If they don’t, there might be another problem going on. Before watering once more, take some time to run a diagnostic.
Your Monstera’s Leaves are Brown, Yellow, or Dead
An alarming sign may be the yellowing of your Monstera’s leaves. Dark green, waxy leaves are present on a healthy, happy Monstera (though younger plants or new leaves may be lighter green).
Some discoloration is expected because older Monstera leaves gradually turn yellow and drop off as they become older. However, you have an issue if you notice many sections of the plant with yellow, brown, or dead leaves or new leaves.
In addition to underwatering, additional issues that might cause leaf discoloration include overwatering, excessive or insufficient sunshine, or parasites. Don’t water the plant right away; instead, take the time to inspect it for any signs of these issues.
Although older growth will occasionally die off, you should take immediate action if any leaf loss is accompanied by other symptoms like drooping or discolouration. The soil’s moisture content should always be checked as the initial step. Water the soil deeply if it is dry. Look for indications that your plant may have been overwatered if the soil is wet.

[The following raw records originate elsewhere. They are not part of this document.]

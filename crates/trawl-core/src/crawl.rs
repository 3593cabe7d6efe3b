//! The traversal engine: BFS/DFS exploration of a site's link graph with
//! cache-first page resolution, keyword relevance scoring, and progress
//! events.

use std::cmp::Ordering;
use std::collections::{BTreeSet, HashMap, HashSet, VecDeque};
use std::time::Duration;

use crate::models::{Algorithm, CacheStats, FetchedPage};
use crate::scorer::RelevanceScorer;
use crate::traits::{PageFetcher, PageStore};

/// Engine-level knobs. The defaults target the site the crawler was built
/// for; tests override them freely.
#[derive(Debug, Clone)]
pub struct CrawlConfig {
    /// Base URL prefix subject to the English-locale rewrite.
    pub site_base: String,
    /// English-locale equivalent of `site_base`.
    pub english_base: String,
    /// Pause after each genuine network fetch. Cache hits incur no pause.
    pub fetch_delay: Duration,
}

impl Default for CrawlConfig {
    fn default() -> Self {
        Self {
            site_base: "https://www.ui.ac.id".to_string(),
            english_base: "https://www.ui.ac.id/en".to_string(),
            fetch_delay: Duration::from_millis(200),
        }
    }
}

impl CrawlConfig {
    /// Canonical form of a URL: with the English flag set, the site base
    /// prefix is rewritten to its English-locale equivalent. Idempotent —
    /// an already-English URL is left alone. The canonical form is the key
    /// used everywhere: cache, visited set, and result sets.
    pub fn canonical_url(&self, url: &str, english: bool) -> String {
        if !english {
            return url.to_string();
        }
        let Some(rest) = url.strip_prefix(&self.site_base) else {
            return url.to_string();
        };
        let en_path = &self.english_base[self.site_base.len()..];
        if rest == en_path || rest.starts_with(&format!("{en_path}/")) {
            return url.to_string();
        }
        format!("{}{}", self.english_base, rest)
    }
}

/// Parameters for one traversal run.
#[derive(Debug, Clone)]
pub struct CrawlRequest {
    pub start_url: String,
    /// Maximum traversal depth; `-1` means unbounded.
    pub max_depth: i32,
    /// Keyword to score pages against. Empty or whitespace-only disables
    /// scoring entirely.
    pub keyword: String,
    pub english_locale: bool,
    pub algorithm: Algorithm,
    /// Cache mode: consult the store before the network. Fresh mode always
    /// fetches and persists everything at the end of the run.
    pub use_cache: bool,
}

/// Aggregate result of one traversal run.
#[derive(Debug, Clone, serde::Serialize)]
pub struct CrawlOutcome {
    /// Every in-domain link discovered during expansion, sorted and
    /// deduplicated.
    pub all_links: Vec<String>,
    /// Matched URLs sorted by similarity score descending; ties keep
    /// discovery order.
    pub found_urls: Vec<String>,
    pub search_log: Vec<String>,
    /// Matched URL -> discovery path from the seed to it, inclusive.
    pub path_info: HashMap<String, Vec<String>>,
    pub similarity_scores: HashMap<String, f64>,
    pub visited_count: usize,
    pub cache_hits: usize,
    pub cache_misses: usize,
    pub cache_stats: CacheStats,
}

/// Events emitted by the engine during a run, in processing order.
#[derive(Debug, Clone)]
pub enum CrawlEvent<'a> {
    Processing {
        url: &'a str,
        depth: i32,
        visited_count: usize,
        cache_mode: bool,
    },
    CacheHit {
        url: &'a str,
    },
    Found {
        url: &'a str,
        path: &'a [String],
        score: f64,
    },
    Complete {
        visited_count: usize,
        all_links_count: usize,
        found_count: usize,
        cache_hits: usize,
        cache_misses: usize,
    },
}

/// Trait for receiving crawl events (decoupled progress reporting).
///
/// The engine invokes `report` inline and waits for it to return before
/// continuing, so implementations must not block indefinitely.
pub trait CrawlReporter: Send + Sync {
    fn report(&self, event: CrawlEvent<'_>) {
        let _ = event;
    }
}

/// Reporter that drops all events.
#[derive(Debug, Default, Clone, Copy)]
pub struct NullReporter;

impl CrawlReporter for NullReporter {}

/// Reporter that uses the `tracing` crate.
#[derive(Debug, Default, Clone, Copy)]
pub struct TracingReporter;

impl CrawlReporter for TracingReporter {
    fn report(&self, event: CrawlEvent<'_>) {
        match event {
            CrawlEvent::Processing {
                url,
                depth,
                visited_count,
                cache_mode,
            } => {
                tracing::info!(%url, depth, visited_count, cache_mode, "Visiting");
            }
            CrawlEvent::CacheHit { url } => {
                tracing::info!(%url, "Cache hit");
            }
            CrawlEvent::Found { url, path, score } => {
                tracing::info!(%url, score, path = %path.join(" -> "), "Keyword found");
            }
            CrawlEvent::Complete {
                visited_count,
                all_links_count,
                found_count,
                cache_hits,
                cache_misses,
            } => {
                tracing::info!(
                    visited_count,
                    all_links_count,
                    found_count,
                    cache_hits,
                    cache_misses,
                    "Crawl complete"
                );
            }
        }
    }
}

/// One discovered-but-not-yet-processed node.
#[derive(Debug, Clone)]
struct Entry {
    url: String,
    depth: i32,
    /// URLs from the seed up to (excluding) this node.
    path: Vec<String>,
}

/// The frontier: FIFO queue for BFS, LIFO stack for DFS.
///
/// Entries are not deduplicated against each other — the same URL may sit
/// in the frontier more than once. The dequeue-time visited check still
/// guarantees each URL is processed exactly once.
enum Frontier {
    Fifo(VecDeque<Entry>),
    Lifo(Vec<Entry>),
}

impl Frontier {
    fn new(algorithm: Algorithm) -> Self {
        match algorithm {
            Algorithm::Bfs => Frontier::Fifo(VecDeque::new()),
            Algorithm::Dfs => Frontier::Lifo(Vec::new()),
        }
    }

    fn pop(&mut self) -> Option<Entry> {
        match self {
            Frontier::Fifo(queue) => queue.pop_front(),
            Frontier::Lifo(stack) => stack.pop(),
        }
    }

    /// Add a node's children, given in document order. The stack pushes
    /// them reversed so LIFO popping explores them left to right.
    fn push_children(&mut self, children: Vec<Entry>) {
        match self {
            Frontier::Fifo(queue) => queue.extend(children),
            Frontier::Lifo(stack) => stack.extend(children.into_iter().rev()),
        }
    }
}

/// Drives a BFS or DFS exploration rooted at the seed URL, consulting the
/// store before the fetcher, scoring pages against the keyword, and
/// tracking visitation, paths, and statistics.
///
/// Generic over the fetcher and store via traits, enabling dependency
/// injection and testability without real HTTP or disk I/O.
pub struct CrawlService<F, S>
where
    F: PageFetcher,
    S: PageStore,
{
    fetcher: F,
    store: S,
    scorer: RelevanceScorer,
    config: CrawlConfig,
}

impl<F, S> CrawlService<F, S>
where
    F: PageFetcher,
    S: PageStore,
{
    pub fn new(fetcher: F, store: S) -> Self {
        Self::with_config(fetcher, store, CrawlConfig::default())
    }

    pub fn with_config(fetcher: F, store: S, config: CrawlConfig) -> Self {
        Self {
            fetcher,
            store,
            scorer: RelevanceScorer::new(),
            config,
        }
    }

    /// Run one traversal to completion. Never fails: fetch errors degrade
    /// the affected node to an empty page and the run continues.
    pub async fn run<R: CrawlReporter>(&self, request: &CrawlRequest, reporter: &R) -> CrawlOutcome {
        let mut visited: HashSet<String> = HashSet::new();
        let mut all_links: BTreeSet<String> = BTreeSet::new();
        let mut found: Vec<(String, f64)> = Vec::new();
        let mut path_info: HashMap<String, Vec<String>> = HashMap::new();
        let mut similarity_scores: HashMap<String, f64> = HashMap::new();
        let mut search_log: Vec<String> = Vec::new();
        let mut visited_count = 0usize;
        let mut cache_hits = 0usize;
        let mut cache_misses = 0usize;

        let seed = self
            .config
            .canonical_url(&request.start_url, request.english_locale);

        let mode = if request.use_cache {
            "CACHE MODE"
        } else {
            "FRESH MODE"
        };
        search_log.push(format!(
            "[{mode}] Starting {} crawling from {seed}",
            request.algorithm.to_string().to_uppercase()
        ));

        let mut frontier = Frontier::new(request.algorithm);
        frontier.push_children(vec![Entry {
            url: seed.clone(),
            depth: 0,
            path: Vec::new(),
        }]);

        while let Some(Entry { url, depth, path }) = frontier.pop() {
            // Bound enforced at dequeue time: out-of-depth entries may sit
            // in the frontier, they are just never processed.
            if request.max_depth != -1 && depth > request.max_depth {
                continue;
            }
            if !visited.insert(url.clone()) {
                continue;
            }
            visited_count += 1;

            search_log.push(format!("Visiting (Depth {depth}): {url}"));
            reporter.report(CrawlEvent::Processing {
                url: &url,
                depth,
                visited_count,
                cache_mode: request.use_cache,
            });

            let (page, fetched) = self
                .resolve(
                    &url,
                    request.use_cache,
                    &mut cache_hits,
                    &mut cache_misses,
                    reporter,
                )
                .await;

            if !request.keyword.trim().is_empty() {
                let relevance = self.scorer.evaluate(&page.content, &request.keyword);
                if relevance.relevant {
                    let mut full_path = path.clone();
                    full_path.push(url.clone());
                    search_log.push(format!("Keyword '{}' found at: {url}", request.keyword));
                    search_log.push(format!("Path to keyword: {}", full_path.join(" -> ")));
                    reporter.report(CrawlEvent::Found {
                        url: &url,
                        path: &full_path,
                        score: relevance.score,
                    });
                    found.push((url.clone(), relevance.score));
                    similarity_scores.insert(url.clone(), relevance.score);
                    path_info.insert(url.clone(), full_path);
                }
            }

            // Expand only when the children would still be within the
            // bound; at max_depth = 0 the seed's links are not even
            // collected.
            if request.max_depth == -1 || depth < request.max_depth {
                let mut child_path = path;
                child_path.push(url.clone());
                let mut children = Vec::new();
                for link in &page.links {
                    let link = self
                        .config
                        .canonical_url(link, request.english_locale);
                    all_links.insert(link.clone());
                    if !visited.contains(&link) {
                        children.push(Entry {
                            url: link,
                            depth: depth + 1,
                            path: child_path.clone(),
                        });
                    }
                }
                frontier.push_children(children);
            }

            if fetched && !self.config.fetch_delay.is_zero() {
                tokio::time::sleep(self.config.fetch_delay).await;
            }
        }

        // Fresh mode stamps the metadata and forces a final full save so
        // the last sub-batch of autosaved writes is not lost.
        if !request.use_cache {
            self.store
                .update_metadata(&seed, request.algorithm, request.max_depth);
            self.store.save();
        }

        found.sort_by(|a, b| b.1.partial_cmp(&a.1).unwrap_or(Ordering::Equal));
        let found_urls: Vec<String> = found.into_iter().map(|(url, _)| url).collect();

        reporter.report(CrawlEvent::Complete {
            visited_count,
            all_links_count: all_links.len(),
            found_count: found_urls.len(),
            cache_hits,
            cache_misses,
        });

        CrawlOutcome {
            all_links: all_links.into_iter().collect(),
            found_urls,
            search_log,
            path_info,
            similarity_scores,
            visited_count,
            cache_hits,
            cache_misses,
            cache_stats: self.store.stats(),
        }
    }

    /// Resolve one page: store first in cache mode, network otherwise.
    /// Returns the page and whether a network fetch was attempted.
    async fn resolve<R: CrawlReporter>(
        &self,
        url: &str,
        use_cache: bool,
        cache_hits: &mut usize,
        cache_misses: &mut usize,
        reporter: &R,
    ) -> (FetchedPage, bool) {
        if use_cache {
            if let Some(record) = self.store.get(url) {
                *cache_hits += 1;
                reporter.report(CrawlEvent::CacheHit { url });
                return (
                    FetchedPage {
                        content: record.content,
                        title: record.title,
                        links: record.links,
                    },
                    false,
                );
            }
        }

        *cache_misses += 1;
        match self.fetcher.fetch_page(url).await {
            Ok(page) => {
                // A miss populates the store even inside a cache-mode run,
                // but only fresh mode autosaves to disk.
                self.store.put(
                    url,
                    page.content.clone(),
                    page.title.clone(),
                    page.links.clone(),
                    !use_cache,
                );
                (page, true)
            }
            Err(e) => {
                tracing::warn!(%url, error = %e, "Fetch failed, degrading to empty page");
                (FetchedPage::default(), true)
            }
        }
    }
}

Your Monstera Isn’t Putting Out Fenestrated Leaves
With adult Monsteras that haven’t started fenestrating or that produce leaves with holes in them, a lack of fenestration can become a problem. Fenestrations are nearly always a sign that the plant is not receiving enough light.
This can occasionally be brought on by inadequate sunlight. Examine the surroundings of the plant to rule that out. Monsteras require six to twelve hours a day of bright indirect sunlight. Try transplanting the plant to a brighter location if it isn’t receiving this much light.
Set a smart alarm to remind you to inspect the soil if lighting isn’t the issue and you think your Monstera needs extra water. This will assist you in forming the practice of routine plant maintenance. You can establish the ideal watering balance by making sure the soil is moist enough many times per week. Be careful not to overwater, though!